VANDEN HEUVEL: I agree with Paul Gigot. Americans voted decisively for fair share taxes on the richest, for protecting Social Security and Medicare, but also for growth and investment. You cannot get growth and investment with the spending cuts as they are laid out in the grand bargain.

STEPHANOPOULOS: And certainly not the sequester.

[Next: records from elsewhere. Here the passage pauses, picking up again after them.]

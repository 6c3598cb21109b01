//! Endpoint URL templating
//!
//! URLs have the shape `{base}{version}/{game_key}/{segment}` where `base`
//! is the production or sandbox root, selected by the client's sandbox flag
//! at the moment a message is created.

/// Production API root.
pub const API_ENDPOINT: &str = "https://api.gameanalytics.com/";

/// Sandbox API root.
pub const API_ENDPOINT_SANDBOX: &str = "https://sandbox-api.gameanalytics.com/";

/// REST API version segment.
pub const API_VERSION: &str = "v2";

/// Which collection host requests are addressed to.
#[derive(Debug, Clone, Copy, PartialEq, Eq, Default)]
pub enum Environment {
    /// Live collection servers.
    #[default]
    Production,
    /// Test servers; data is not merged into production dashboards.
    Sandbox,
}

impl Environment {
    /// Select the environment from a sandbox flag.
    pub fn from_sandbox(sandbox: bool) -> Self {
        if sandbox {
            Environment::Sandbox
        } else {
            Environment::Production
        }
    }

    /// Base URL (with trailing slash) for this environment.
    pub fn base_url(self) -> &'static str {
        match self {
            Environment::Production => API_ENDPOINT,
            Environment::Sandbox => API_ENDPOINT_SANDBOX,
        }
    }
}

/// API segments the collector exposes under a game.
#[derive(Debug, Clone, Copy, PartialEq, Eq)]
pub enum ApiSegment {
    /// Session initialisation.
    Init,
    /// Event submission.
    Events,
}

impl ApiSegment {
    pub fn as_str(self) -> &'static str {
        match self {
            ApiSegment::Init => "init",
            ApiSegment::Events => "events",
        }
    }
}

/// Build the full endpoint URL for `game_key` and `segment`.
pub fn build_endpoint(environment: Environment, game_key: &str, segment: &str) -> String {
    let base = environment.base_url();
    let mut url =
        String::with_capacity(base.len() + API_VERSION.len() + game_key.len() + segment.len() + 2);
    url.push_str(base);
    url.push_str(API_VERSION);
    url.push('/');
    url.push_str(game_key);
    url.push('/');
    url.push_str(segment);
    url
}
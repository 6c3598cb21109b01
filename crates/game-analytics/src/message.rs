//! # Message
//!
//! One outgoing submission: an endpoint fixed at creation time, a borrowed
//! reference to the owning [`Client`] (for the secret and the sender), and an
//! ordered payload that stays mutable until it is sent.
//!
//! `send()` re-serializes the payload on every call, so a message can be
//! tweaked and sent again. The payload cannot change while a send is in
//! flight because `send` borrows the message.

use serde::Serialize;
use tracing::{debug, warn};

use crate::client::Client;
use crate::domain::{FieldValue, OutgoingRequest, Payload};
use crate::error::GaError;
use crate::ports::HttpSender;

/// A single message to be sent to GameAnalytics.
pub struct Message<'c, S> {
    endpoint: String,
    client: &'c Client<S>,
    payload: Payload,
}

impl<'c, S> Message<'c, S> {
    /// Create an empty message for `endpoint`, signed with `client`'s secret.
    pub fn new(endpoint: impl Into<String>, client: &'c Client<S>) -> Self {
        Self {
            endpoint: endpoint.into(),
            client,
            payload: Payload::new(),
        }
    }

    /// URL this message will be posted to.
    pub fn endpoint(&self) -> &str {
        &self.endpoint
    }

    /// Client this message belongs to.
    pub fn client(&self) -> &'c Client<S> {
        self.client
    }

    /// Fields set so far.
    pub fn payload(&self) -> &Payload {
        &self.payload
    }

    /// Set a single field. Last write wins.
    pub fn set_field(&mut self, key: impl Into<String>, value: impl FieldValue) -> &mut Self {
        self.payload.set_field(key, value);
        self
    }

    /// Set a field from any serializable value, failing fast if it has no
    /// JSON representation (NaN, infinity, non-string map keys).
    pub fn try_set_field<T>(
        &mut self,
        key: impl Into<String>,
        value: &T,
    ) -> Result<&mut Self, GaError>
    where
        T: Serialize + ?Sized,
    {
        self.payload.try_set_field(key, value)?;
        Ok(self)
    }

    /// Shallow-merge a mapping of fields into the payload.
    pub fn merge_fields<I, K, V>(&mut self, fields: I) -> &mut Self
    where
        I: IntoIterator<Item = (K, V)>,
        K: Into<String>,
        V: FieldValue,
    {
        self.payload.merge_fields(fields);
        self
    }

    /// By-value form of [`set_field`](Self::set_field) for chaining off a
    /// client factory call.
    pub fn with_field(mut self, key: impl Into<String>, value: impl FieldValue) -> Self {
        self.payload.set_field(key, value);
        self
    }

    /// By-value form of [`merge_fields`](Self::merge_fields).
    pub fn with_fields<I, K, V>(mut self, fields: I) -> Self
    where
        I: IntoIterator<Item = (K, V)>,
        K: Into<String>,
        V: FieldValue,
    {
        self.payload.merge_fields(fields);
        self
    }

    /// Serialize, compress and sign the current payload.
    pub fn build_request(&self) -> Result<OutgoingRequest, GaError> {
        OutgoingRequest::build(&self.endpoint, &self.payload, self.client.secret())
    }
}

impl<S: HttpSender> Message<'_, S> {
    /// Send this message through the client's sender.
    ///
    /// The sender's response is returned unaltered; its failures surface as
    /// [`GaError::Transport`].
    pub async fn send(&self) -> Result<S::Response, GaError> {
        let request = self.build_request()?;

        debug!(
            endpoint = %self.endpoint,
            fields = self.payload.len(),
            body_len = request.body().len(),
            "Sending analytics message"
        );

        self.client.sender().send(request).await.map_err(|e| {
            warn!(endpoint = %self.endpoint, error = %e, "Analytics message not delivered");
            GaError::Transport(e)
        })
    }
}

impl<S> std::fmt::Debug for Message<'_, S> {
    fn fmt(&self, f: &mut std::fmt::Formatter<'_>) -> std::fmt::Result {
        f.debug_struct("Message")
            .field("endpoint", &self.endpoint)
            .field("payload", &self.payload)
            .finish_non_exhaustive()
    }
}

VANDEN HEUVEL: Certainly not the sequester. So I think part of the problem we're having, George, is the fundamental assumptions overriding this entire discussion. Senator Murray said that we have a big debt and deficit problem -- no, we don't. We have a big public investment and jobs problem.

(CROSSTALK)

VANDEN HEUVEL: Last point. We're not Greece. Austerity, if you believe in evidence-based politics and economics, you look at what's going on in Europe, and austerity, which we may have American-style in this country if we proceed the way we are doing, has led to economic pain, has led to killing growth. Killing growth.

(CROSSTALK)

VANDEN HEUVEL: And debt and deficit.

Amen to that sister. This needs to be repeated as often as possible whenever we hear the fearmongering about falling off of the "fiscal cliff" and the real danger to our economy that austerity measures pose. As she pointed out, the deficit can be taken care of later, but we've got to get the unemployment numbers down first and Americans back to work.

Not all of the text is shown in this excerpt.